Definition of "omniarch"
omniarch
noun
plural omniarchs
A ruler of the world or everything.
Quotations
I was a man born to a field estate:/Abaddon was my brother, and he grew/To his vast prime, an omniarch, elate/With knowledges of power, and, ere the dew/Of youthful mom fled his pellucid eyes,/His soul had cleft the vaulted centuries.
1860, Thomas Lake Harris, Regina: A Song of Many Days, W. White, New Church Publishing, page 163
These are all to be federated , and finally to embrace the whole world under a supreme magistrate or "omniarch, residing in Constantinople. Fourier's system prefers agriculture to other branches of work, and particularly affects arboriculture and horticulture. It also favours agriculture on a large scale, and provides for a comparative falling off in manufactures through the abatement of luxury.

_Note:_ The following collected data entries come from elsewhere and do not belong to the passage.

//! In-memory remote backend for testing.

use async_trait::async_trait;
use serde_json::Value;
use std::collections::{BTreeMap, HashMap};
use std::sync::atomic::{AtomicBool, AtomicUsize, Ordering};
use std::sync::{Arc, Mutex, MutexGuard};
use tokio::sync::{Notify, Semaphore};

use wcpos_common::{Error, RemoteId, Result};

use crate::client::{RemoteResourceClient, ResourceQuery};

/// Page size when a query does not set one.
pub const DEFAULT_PER_PAGE: u32 = 10;

/// Which client method a recorded request went through.
#[derive(Debug, Clone, Copy, PartialEq, Eq)]
pub enum RequestKind {
    Get,
    AllIds,
    Ping,
}

/// A request seen by [`MemoryRemote`].
#[derive(Debug, Clone, PartialEq, Eq)]
pub struct RecordedRequest {
    pub kind: RequestKind,
    pub resource: String,
    pub query: ResourceQuery,
}

/// Holds requests until released, so tests can act while one is in flight.
pub struct RequestGate {
    entered: Notify,
    release: Semaphore,
}

impl RequestGate {
    fn new() -> Self {
        Self {
            entered: Notify::new(),
            release: Semaphore::new(0),
        }
    }

    /// Wait until a request is parked at the gate.
    pub async fn entered(&self) {
        self.entered.notified().await;
    }

    /// Let `n` parked (or future) requests through.
    pub fn release(&self, n: usize) {
        self.release.add_permits(n);
    }

    async fn pass(&self) {
        self.entered.notify_one();
        if let Ok(permit) = self.release.acquire().await {
            permit.forget();
        }
    }
}

/// In-memory backend.
///
/// Serves documents per resource, honours `include`/`exclude`/`page`/`per_page`
/// and records every request. Failures can be injected.
#[derive(Default)]
pub struct MemoryRemote {
    resources: Mutex<HashMap<String, BTreeMap<RemoteId, Value>>>,
    requests: Mutex<Vec<RecordedRequest>>,
    offline: AtomicBool,
    failures: AtomicUsize,
    gate: Mutex<Option<Arc<RequestGate>>>,
}

impl MemoryRemote {
    /// Create an empty backend.
    pub fn new() -> Self {
        Self::default()
    }

    fn lock<T>(mutex: &Mutex<T>) -> MutexGuard<'_, T> {
        mutex.lock().unwrap_or_else(|poisoned| poisoned.into_inner())
    }

    /// Insert or replace a document. The document must carry an `id`.
    pub fn put(&self, resource: &str, document: Value) -> Result<RemoteId> {
        let id = RemoteId::of_document(&document)?;
        Self::lock(&self.resources)
            .entry(resource.to_string())
            .or_default()
            .insert(id.clone(), document);
        Ok(id)
    }

    /// Insert `count` generated documents with ids `start..start + count`.
    pub fn seed(&self, resource: &str, start: u64, count: u64) {
        let mut resources = Self::lock(&self.resources);
        let docs = resources.entry(resource.to_string()).or_default();
        for id in start..start + count {
            docs.insert(
                RemoteId::from(id),
                serde_json::json!({ "id": id, "name": format!("{} {}", resource, id) }),
            );
        }
    }

    /// Delete a document. Returns whether it existed.
    pub fn delete(&self, resource: &str, id: &RemoteId) -> bool {
        Self::lock(&self.resources)
            .get_mut(resource)
            .map(|docs| docs.remove(id).is_some())
            .unwrap_or(false)
    }

    /// Ids currently served for a resource.
    pub fn ids(&self, resource: &str) -> Vec<RemoteId> {
        Self::lock(&self.resources)
            .get(resource)
            .map(|docs| docs.keys().cloned().collect())
            .unwrap_or_default()
    }

    /// Make every request fail with a network error while set.
    pub fn set_offline(&self, offline: bool) {
        self.offline.store(offline, Ordering::SeqCst);
    }

    /// Fail the next `n` requests with HTTP 503.
    pub fn fail_next(&self, n: usize) {
        self.failures.store(n, Ordering::SeqCst);
    }

    /// Park every subsequent request at a gate until released.
    pub fn hold_requests(&self) -> Arc<RequestGate> {
        let gate = Arc::new(RequestGate::new());
        *Self::lock(&self.gate) = Some(gate.clone());
        gate
    }

    /// All requests seen so far.
    pub fn requests(&self) -> Vec<RecordedRequest> {
        Self::lock(&self.requests).clone()
    }

    /// Number of requests of one kind seen so far.
    pub fn request_count(&self, kind: RequestKind) -> usize {
        Self::lock(&self.requests)
            .iter()
            .filter(|r| r.kind == kind)
            .count()
    }

    async fn enter(&self, kind: RequestKind, resource: &str, query: ResourceQuery) -> Result<()> {
        Self::lock(&self.requests).push(RecordedRequest {
            kind,
            resource: resource.to_string(),
            query,
        });

        let gate = Self::lock(&self.gate).clone();
        if let Some(gate) = gate {
            gate.pass().await;
        }

        if self.offline.load(Ordering::SeqCst) {
            return Err(Error::Network("memory remote is offline".to_string()));
        }
        let injected = self
            .failures
            .fetch_update(Ordering::SeqCst, Ordering::SeqCst, |n| n.checked_sub(1))
            .is_ok();
        if injected {
            return Err(Error::Http {
                status: 503,
                message: "Service Unavailable".to_string(),
            });
        }
        Ok(())
    }
}

#[async_trait]
impl RemoteResourceClient for MemoryRemote {
    fn name(&self) -> &str {
        "memory"
    }

    async fn get(&self, resource: &str, query: &ResourceQuery) -> Result<Vec<Value>> {
        self.enter(RequestKind::Get, resource, query.clone()).await?;

        let per_page = query.per_page.unwrap_or(DEFAULT_PER_PAGE).max(1) as usize;
        let page = query.page.unwrap_or(1).max(1) as usize;

        let resources = Self::lock(&self.resources);
        let Some(docs) = resources.get(resource) else {
            return Err(Error::Http {
                status: 404,
                message: format!("No route was found matching {}", resource),
            });
        };

        Ok(docs
            .iter()
            .filter(|(id, _)| query.filter.as_ref().map_or(true, |f| f.admits(id)))
            .skip((page - 1) * per_page)
            .take(per_page)
            .map(|(_, doc)| doc.clone())
            .collect())
    }

    async fn all_ids(&self, resource: &str) -> Result<Vec<RemoteId>> {
        self.enter(RequestKind::AllIds, resource, ResourceQuery::new().with_fields(&["id"]))
            .await?;
        Ok(self.ids(resource))
    }

    async fn ping(&self) -> Result<()> {
        self.enter(RequestKind::Ping, "", ResourceQuery::new()).await
    }
}
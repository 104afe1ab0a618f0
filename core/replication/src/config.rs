//! Replication configuration.

use serde::{Deserialize, Serialize};
use std::time::Duration;

use crate::batch::MAX_BATCH_SIZE;
use crate::retry::RetryConfig;

/// Shortest retry delay honoured; smaller settings are raised to it.
pub const MIN_RETRY_DELAY: Duration = Duration::from_millis(100);

/// Configuration shared by every replication task of a supervisor.
#[derive(Debug, Clone, Serialize, Deserialize)]
#[serde(default)]
pub struct ReplicationConfig {
    /// Interval between scheduled sync passes.
    pub live_interval: Duration,
    /// Interval between scheduled audit passes.
    pub audit_interval: Duration,
    /// First delay before re-running a task whose last scheduled run failed
    /// (at least [`MIN_RETRY_DELAY`]).
    pub retry_delay: Duration,
    /// Maximum ids listed in one pull filter (clamped to 1..=1000).
    pub batch_limit: usize,
    /// Retries of a transient request failure inside a single run.
    pub request_retries: u32,
    /// Manual triggers buffered while a run is in flight.
    pub trigger_queue: usize,
    /// Spread retry delays by +/- 25%.
    pub jitter: bool,
}

impl Default for ReplicationConfig {
    fn default() -> Self {
        Self {
            live_interval: Duration::from_secs(600),
            audit_interval: Duration::from_secs(600),
            retry_delay: Duration::from_secs(5),
            batch_limit: MAX_BATCH_SIZE,
            request_retries: 2,
            trigger_queue: 8,
            jitter: true,
        }
    }
}

impl ReplicationConfig {
    /// Set the sync interval.
    pub fn with_live_interval(mut self, interval: Duration) -> Self {
        self.live_interval = interval;
        self
    }

    /// Set the audit interval.
    pub fn with_audit_interval(mut self, interval: Duration) -> Self {
        self.audit_interval = interval;
        self
    }

    /// Set the retry delay.
    pub fn with_retry_delay(mut self, delay: Duration) -> Self {
        self.retry_delay = delay;
        self
    }

    /// Set the batch limit.
    pub fn with_batch_limit(mut self, limit: usize) -> Self {
        self.batch_limit = limit;
        self
    }

    /// Set in-run request retries.
    pub fn with_request_retries(mut self, retries: u32) -> Self {
        self.request_retries = retries;
        self
    }

    /// Enable or disable jitter.
    pub fn with_jitter(mut self, jitter: bool) -> Self {
        self.jitter = jitter;
        self
    }

    /// Batch limit within the hard request-size bound.
    pub fn effective_batch_limit(&self) -> usize {
        self.batch_limit.clamp(1, MAX_BATCH_SIZE)
    }

    /// Retry delay raised to [`MIN_RETRY_DELAY`].
    pub fn effective_retry_delay(&self) -> Duration {
        self.retry_delay.max(MIN_RETRY_DELAY)
    }

    /// Backoff for retrying a request inside one run.
    pub fn request_retry(&self) -> RetryConfig {
        let delay = self.effective_retry_delay();
        RetryConfig::new(self.request_retries)
            .with_initial_delay(delay / 10)
            .with_max_delay(delay)
            .with_jitter(self.jitter)
    }

    /// Backoff for rescheduling a task after failed runs, capped at `interval`.
    pub fn run_backoff(&self, interval: Duration) -> RetryConfig {
        let interval = interval.max(MIN_RETRY_DELAY);
        RetryConfig::new(u32::MAX)
            .with_initial_delay(self.effective_retry_delay().min(interval))
            .with_max_delay(interval)
            .with_jitter(self.jitter)
    }
}

#[cfg(test)]
mod tests {
    use super::*;

    #[test]
    fn test_defaults() {
        let config = ReplicationConfig::default();
        assert_eq!(config.live_interval, Duration::from_secs(600));
        assert_eq!(config.retry_delay, Duration::from_secs(5));
        assert_eq!(config.effective_batch_limit(), 1000);
    }

    #[test]
    fn test_batch_limit_clamped() {
        assert_eq!(
            ReplicationConfig::default()
                .with_batch_limit(5000)
                .effective_batch_limit(),
            1000
        );
        assert_eq!(
            ReplicationConfig::default()
                .with_batch_limit(0)
                .effective_batch_limit(),
            1
        );
    }

    #[test]
    fn test_run_backoff_capped_at_interval() {
        let config = ReplicationConfig::default().with_jitter(false);
        let backoff = config.run_backoff(Duration::from_secs(60));

        assert_eq!(backoff.delay_for_attempt(0), Duration::from_secs(5));
        assert_eq!(backoff.delay_for_attempt(1), Duration::from_secs(10));
        assert_eq!(backoff.delay_for_attempt(10), Duration::from_secs(60));
    }

    #[test]
    fn test_zero_retry_delay_raised_to_floor() {
        let config = ReplicationConfig::default()
            .with_retry_delay(Duration::ZERO)
            .with_jitter(false);
        assert_eq!(config.effective_retry_delay(), MIN_RETRY_DELAY);

        let between_runs = config.run_backoff(Duration::from_secs(600));
        assert_eq!(between_runs.delay_for_attempt(0), MIN_RETRY_DELAY);

        let in_run = config.request_retry();
        assert_eq!(in_run.delay_for_attempt(0), MIN_RETRY_DELAY / 10);
        assert_eq!(in_run.delay_for_attempt(10), MIN_RETRY_DELAY);

        // Even a zero interval does not let runs repeat back to back.
        let zero_interval = config.run_backoff(Duration::ZERO);
        assert_eq!(zero_interval.delay_for_attempt(3), MIN_RETRY_DELAY);
    }

    #[test]
    fn test_partial_json_uses_defaults() {
        let config: ReplicationConfig =
            serde_json::from_str(r#"{ "batch_limit": 250, "jitter": false }"#).unwrap();
        assert_eq!(config.batch_limit, 250);
        assert!(!config.jitter);
        assert_eq!(config.request_retries, 2);
    }
}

1893, Luigi Cossa, Louis Dyer, An Introduction to the Study of Political Economy, Macmillan and Company, pages 530–531
Enfantin, the leader of the Saint-Simonians, bore the title of Father. In Fourier's scheme it was expressly declared that there were to be rulers or unarchs; and the supreme ruler, who was to reside in Constantinople, would be known as the omniarch.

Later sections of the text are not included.